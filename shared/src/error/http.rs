//! HTTP status code mapping for error codes

use super::codes::ErrorCode;
use http::StatusCode;

impl ErrorCode {
    /// Get the appropriate HTTP status code for this error code
    pub fn http_status(&self) -> StatusCode {
        match self {
            Self::Success => StatusCode::OK,

            // 404 Not Found
            Self::NotFound
            | Self::CartItemNotFound
            | Self::OrderNotFound
            | Self::NotificationNotFound
            | Self::ProductNotFound
            | Self::ProfileNotFound => StatusCode::NOT_FOUND,

            // 409 Conflict
            Self::InvalidTransition
            | Self::ConcurrencyConflict
            | Self::ProductInUse => StatusCode::CONFLICT,

            // 401 Unauthorized
            Self::NotAuthenticated | Self::TokenExpired | Self::TokenInvalid => {
                StatusCode::UNAUTHORIZED
            }

            // 403 Forbidden
            Self::RoleRequired
            | Self::NotOrderVendor
            | Self::NotNotificationOwner => StatusCode::FORBIDDEN,

            // 429 Too Many Requests
            Self::ResourceLimitExceeded => StatusCode::TOO_MANY_REQUESTS,

            // 500 Internal Server Error
            Self::InternalError => StatusCode::INTERNAL_SERVER_ERROR,

            // 400 Bad Request (validation/business errors)
            Self::ValidationFailed | Self::CartEmpty => StatusCode::BAD_REQUEST,
        }
    }
}

#[cfg(test)]
mod tests {
    use super::*;

    #[test]
    fn test_not_found_status() {
        assert_eq!(ErrorCode::NotFound.http_status(), StatusCode::NOT_FOUND);
        assert_eq!(ErrorCode::OrderNotFound.http_status(), StatusCode::NOT_FOUND);
        assert_eq!(
            ErrorCode::NotificationNotFound.http_status(),
            StatusCode::NOT_FOUND
        );
        assert_eq!(ErrorCode::CartItemNotFound.http_status(), StatusCode::NOT_FOUND);
    }

    #[test]
    fn test_conflict_status() {
        assert_eq!(ErrorCode::InvalidTransition.http_status(), StatusCode::CONFLICT);
        assert_eq!(
            ErrorCode::ConcurrencyConflict.http_status(),
            StatusCode::CONFLICT
        );
        assert_eq!(ErrorCode::ProductInUse.http_status(), StatusCode::CONFLICT);
    }

    #[test]
    fn test_auth_and_permission_status() {
        assert_eq!(
            ErrorCode::NotAuthenticated.http_status(),
            StatusCode::UNAUTHORIZED
        );
        assert_eq!(ErrorCode::TokenExpired.http_status(), StatusCode::UNAUTHORIZED);
        assert_eq!(ErrorCode::RoleRequired.http_status(), StatusCode::FORBIDDEN);
        assert_eq!(ErrorCode::NotOrderVendor.http_status(), StatusCode::FORBIDDEN);
        assert_eq!(
            ErrorCode::NotNotificationOwner.http_status(),
            StatusCode::FORBIDDEN
        );
    }

    #[test]
    fn test_bad_request_and_system_status() {
        assert_eq!(
            ErrorCode::ValidationFailed.http_status(),
            StatusCode::BAD_REQUEST
        );
        assert_eq!(ErrorCode::CartEmpty.http_status(), StatusCode::BAD_REQUEST);
        assert_eq!(
            ErrorCode::InternalError.http_status(),
            StatusCode::INTERNAL_SERVER_ERROR
        );
        assert_eq!(
            ErrorCode::ResourceLimitExceeded.http_status(),
            StatusCode::TOO_MANY_REQUESTS
        );
    }
}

| EXERCISE BRIEF |
One number is the whole answer: how many lines in the records contain "NotAuthenticated".

| EXPECTED ANSWER |
2